2月25日に第2回私立公立高等学校IT活用セミナーを、大阪・CIVI研修センター新大阪東で開催した。大阪での高等学校ICT活用セミナーの開催は初であったが、当日は72名の参加者があった。次回私立公立高等学校IT活用セミナーは7月28日に東京・KFCホールで開催する。
金蘭千里中学高等学校 渡辺徹教諭 |
高校入試がない完全中高一貫校である金蘭千里中学高等学校には、定期考査はなく、全教科で「毎朝テスト」を実施。定期考査の時期には実力テストを行っており、採点・成績処理の期間がないという特徴がある。「高2担任、国語科教諭で吹奏楽部顧問、小論文面接補習担当、文化部校外学習主任と校務が多く、校務支援システムについてかけられる時間はごく限られる。しかもITにはそれほど詳しくない」と語る渡辺徹教諭は、校務支援システムの導入と活用、選定のポイントについて報告した。

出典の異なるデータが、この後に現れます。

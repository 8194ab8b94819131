//! # Error types used by the gpupool runtime and workers.
//!
//! This module defines two error types:
//!
//! - [`RuntimeError`] errors raised by the dispatch engine itself.
//! - [`WorkerError`] errors raised by user worker code (`setup`, `process`, `cleanup`).
//!
//! [`RuntimeError`] provides `as_label` for stable snake_case labels in logs/metrics.

use std::time::Duration;

use thiserror::Error;

/// # Errors produced by the dispatch engine.
///
/// These represent failures of the pipeline itself, not of individual tasks.
/// Per-task failures never surface here; they flow through the outcome
/// protocol into the user callbacks.
#[non_exhaustive]
#[derive(Error, Debug)]
pub enum RuntimeError {
    /// The dispatcher was constructed with an empty device list.
    #[error("device_ids cannot be empty")]
    NoDevices,

    /// The same device id was configured more than once.
    ///
    /// Workers are identified by their device, so a duplicate would alias
    /// two workers under one id.
    #[error("device {device_id} configured more than once")]
    DuplicateDevice {
        /// The repeated device id.
        device_id: u32,
    },

    /// The user task source panicked while being pulled.
    ///
    /// The feeder records the failure and triggers shutdown; the error is
    /// returned from `run` after the pipeline has drained and `on_exit` ran.
    #[error("task source failed: {reason}")]
    SourceFailed {
        /// Panic payload rendered as text.
        reason: String,
    },

    /// Shutdown grace period was exceeded; some workers remained stuck and
    /// had to be force-terminated.
    #[error("shutdown grace {grace:?} exceeded; stuck devices: {stuck:?}")]
    GraceExceeded {
        /// The configured grace duration.
        grace: Duration,
        /// Device ids of workers that did not stop in time.
        stuck: Vec<u32>,
    },
}

impl RuntimeError {
    /// Returns a short stable label (snake_case) for use in logs/metrics.
    pub fn as_label(&self) -> &'static str {
        match self {
            RuntimeError::NoDevices => "runtime_no_devices",
            RuntimeError::DuplicateDevice { .. } => "runtime_duplicate_device",
            RuntimeError::SourceFailed { .. } => "runtime_source_failed",
            RuntimeError::GraceExceeded { .. } => "runtime_grace_exceeded",
        }
    }
}

/// # Error produced by user worker code.
///
/// Returned from [`Worker::setup`](crate::Worker::setup),
/// [`Worker::process`](crate::Worker::process) and
/// [`Worker::cleanup`](crate::Worker::cleanup). The engine never inspects the
/// reason; it is rendered to text and carried on the result channel as the
/// diagnostic of the matching outcome.
#[derive(Error, Debug)]
#[error("{reason}")]
pub struct WorkerError {
    reason: String,
}

impl WorkerError {
    /// Creates a worker error from any printable reason.
    pub fn new(reason: impl Into<String>) -> Self {
        Self {
            reason: reason.into(),
        }
    }
}

impl From<String> for WorkerError {
    fn from(reason: String) -> Self {
        Self { reason }
    }
}

impl From<&str> for WorkerError {
    fn from(reason: &str) -> Self {
        Self {
            reason: reason.to_string(),
        }
    }
}

impl From<Box<dyn std::error::Error + Send + Sync>> for WorkerError {
    fn from(err: Box<dyn std::error::Error + Send + Sync>) -> Self {
        Self {
            reason: err.to_string(),
        }
    }
}

/// Renders a panic payload as text.
///
/// Used wherever user code is isolated with `catch_unwind`: worker lifecycle
/// hooks, the task source, and monitor-loop callbacks.
pub(crate) fn panic_reason(payload: Box<dyn std::any::Any + Send>) -> String {
    if let Some(msg) = payload.downcast_ref::<&'static str>() {
        (*msg).to_string()
    } else if let Some(msg) = payload.downcast_ref::<String>() {
        msg.clone()
    } else {
        "unknown panic".to_string()
    }
}

#[cfg(test)]
mod tests {
    use super::*;

    #[test]
    fn labels_are_stable() {
        assert_eq!(RuntimeError::NoDevices.as_label(), "runtime_no_devices");
        assert_eq!(
            RuntimeError::GraceExceeded {
                grace: Duration::from_secs(3),
                stuck: vec![1],
            }
            .as_label(),
            "runtime_grace_exceeded"
        );
    }

    #[test]
    fn worker_error_renders_reason() {
        let err = WorkerError::new("cuda context lost");
        assert_eq!(err.to_string(), "cuda context lost");
        let err: WorkerError = "boom".into();
        assert_eq!(err.to_string(), "boom");
    }

    #[test]
    fn panic_reason_handles_common_payloads() {
        assert_eq!(panic_reason(Box::new("static str")), "static str");
        assert_eq!(panic_reason(Box::new(String::from("owned"))), "owned");
        assert_eq!(panic_reason(Box::new(42_u8)), "unknown panic");
    }
}
//! # Worker runtime: one device, one consumption loop.
//!
//! Hosts a user [`Worker`] instance for its lifetime and turns dequeued tasks
//! into [`Outcome`]s.
//!
//! ## Flow
//! ```text
//! setup() ──err──► SetupFailed ──► exit (no cleanup)
//!    │
//!    ▼
//! loop {
//!   ├─► shutdown token set        → break
//!   ├─► queue closed / Stop seen  → break
//!   └─► Run(task_id, payload):
//!         ├─► emit TaskStarted
//!         ├─► race process(payload) against task_timeout
//!         │     ├─► Ok(result)  → emit TaskSuccess
//!         │     ├─► Err(error)  → emit TaskError
//!         │     ├─► panic       → emit TaskError
//!         │     └─► timer fires → emit TaskTimeout (worker survives)
//! }
//!    │
//!    ▼
//! cleanup() ──err──► CleanupFailed (terminal message)
//! ```
//!
//! ## Rules
//! - Outcomes are emitted in dequeue order; `TaskStarted` always precedes the
//!   task's terminal outcome.
//! - A timeout or a failed task never terminates the worker.
//! - Panics in `setup`/`process`/`cleanup` are caught and rendered into the
//!   matching failure outcome, so one bad payload cannot take a device down.
//! - The tracker is told the worker is gone on every exit path.

use std::panic::AssertUnwindSafe;
use std::sync::Arc;
use std::time::Duration;

use futures::FutureExt;
use tokio::time;
use tokio_util::sync::CancellationToken;

use crate::core::tracker::WorkerTracker;
use crate::error::panic_reason;
use crate::protocol::Outcome;
use crate::protocol::queue::{ResultSink, TaskMsg, TaskQueue};
use crate::worker::Worker;

/// Everything one worker task owns.
pub(crate) struct WorkerRuntime<W: Worker> {
    worker: W,
    device_id: u32,
    seed: u64,
    task_timeout: Option<Duration>,
    config: W::Config,
    queue: TaskQueue<W::Payload>,
    results: ResultSink<W::Output>,
    tracker: Arc<WorkerTracker>,
}

impl<W: Worker> WorkerRuntime<W> {
    #[allow(clippy::too_many_arguments)]
    pub(crate) fn new(
        worker: W,
        device_id: u32,
        seed: u64,
        task_timeout: Option<Duration>,
        config: W::Config,
        queue: TaskQueue<W::Payload>,
        results: ResultSink<W::Output>,
        tracker: Arc<WorkerTracker>,
    ) -> Self {
        Self {
            worker,
            device_id,
            seed,
            task_timeout,
            config,
            queue,
            results,
            tracker,
        }
    }

    /// Runs the worker to completion: setup, consumption loop, cleanup.
    pub(crate) async fn run(mut self, token: CancellationToken) {
        if self.run_setup().await {
            loop {
                let msg = tokio::select! {
                    biased;
                    _ = token.cancelled() => None,
                    msg = self.queue.recv() => msg,
                };
                match msg {
                    None | Some(TaskMsg::Stop) => break,
                    Some(TaskMsg::Run { task_id, payload }) => {
                        self.run_task(task_id, payload).await;
                    }
                }
            }
            self.run_cleanup().await;
        }
        self.tracker.mark_gone(self.device_id).await;
    }

    /// Returns `false` when setup failed; the worker must not enter the loop
    /// and must not run cleanup.
    async fn run_setup(&mut self) -> bool {
        let caught = AssertUnwindSafe(self.worker.setup(self.device_id, self.seed, &self.config))
            .catch_unwind()
            .await;
        let error = match caught {
            Ok(Ok(())) => return true,
            Ok(Err(err)) => err.to_string(),
            Err(payload) => panic_reason(payload),
        };
        self.results.emit(Outcome::SetupFailed {
            device_id: self.device_id,
            error,
        });
        false
    }

    /// Executes one task: started marker, the body race, one terminal outcome.
    async fn run_task(&mut self, task_id: u64, payload: W::Payload) {
        let worker_id = self.device_id;
        self.results.emit(Outcome::TaskStarted { task_id, worker_id });

        let body = AssertUnwindSafe(self.worker.process(payload)).catch_unwind();
        let caught = match self.task_timeout {
            Some(budget) => match time::timeout(budget, body).await {
                Ok(caught) => caught,
                Err(_elapsed) => {
                    self.results.emit(Outcome::TaskTimeout {
                        task_id,
                        timeout: budget,
                        worker_id,
                    });
                    return;
                }
            },
            None => body.await,
        };

        match caught {
            Ok(Ok(result)) => self.results.emit(Outcome::TaskSuccess {
                task_id,
                result,
                worker_id,
            }),
            Ok(Err(err)) => self.results.emit(Outcome::TaskError {
                task_id,
                error: err.to_string(),
                worker_id,
            }),
            Err(payload) => self.results.emit(Outcome::TaskError {
                task_id,
                error: panic_reason(payload),
                worker_id,
            }),
        }
    }

    async fn run_cleanup(&mut self) {
        let caught = AssertUnwindSafe(self.worker.cleanup()).catch_unwind().await;
        let error = match caught {
            Ok(Ok(())) => return,
            Ok(Err(err)) => err.to_string(),
            Err(payload) => panic_reason(payload),
        };
        self.results.emit(Outcome::CleanupFailed {
            device_id: self.device_id,
            error,
        });
    }
}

新校舎開校当初より、ネットワークを活用していた同校では、当初はエクセルやワードなどで校務処理をしていた。平成24年に全教職員に校務用PC配備後は、グループウェアや教務システム、インターネット出願、保護者へのメール配信システムなどを導入。
年度からは新たに保護者への成績配信システムも導入する。
情報収集は、教育ITに関する展示会や他校、Webなどで複数社の複数製品を比較。選定のポイントは以下のとおり。▼目的に合致したシステムか▼必要な機能を備えているか▼必要なサポートがあるか▼適正なコストか▼校内の体制と合致するか▼データのやりとりが可能か
システム導入の目的は、一貫したデータ管理の実現だ。中学入試はWEB出願、その際に入力した情報は入学後、出欠や成績データと合わせて、教科指導や大学進学の際の調査書や指導要録作成などに活用。無駄なくミスの起こりにくい仕組みを実現した。
教員同士のやりとりには、グループウェアを活用。連絡事項は掲示板活用を徹底した。教学システムの活用方法についても掲示板で情報共有。メール連絡やファイルの送付ができ、資料のデジタル化が進み、職員会議の時間は2週に1回20分程度に削減できた。確保した時間は教材研究や授業準備などに活用している。
公式Webに加えてリアルタイム発信ができるブログシステムを導入。これにより受験検討者に対してアピール。まずは学校に足を運んでもらえるよう、検索上位に位置しやすいSNSでも発信している。
これまでの取組を振り返って「校務支援システムの活用目的と戦略をどこまで現場に説明するかが導入のポイント。1度導入してから別のシステムに変更するのは難しいため、導入前の計画立ては非常に重要」と語り、次のような点を重視すべきであると述べた。
導入後、学校側だけで活用していけるようなサポート体制が整ったクラウド型のシステムであること。トラブルが発生した際は、直接訪問による対応のほか、遠隔操作でもトラブルが解決できるリモートサポートサービスがあること。必要な機能が標準装備されていることなどだ。
運営にあたっては、管理職などが率先してリーダーシップを取ることは必要だが、活用を進めるうえで重要なのは、個人ではなく複数人で運営管理できる体制を整えていくことが重要と述べる。「1人の教員に任せきりでは活用に支障が出ることもある。少しでも多くの教員がシステムについて理解して、安定した運営を維持できる環境を作っていきたい」と語った。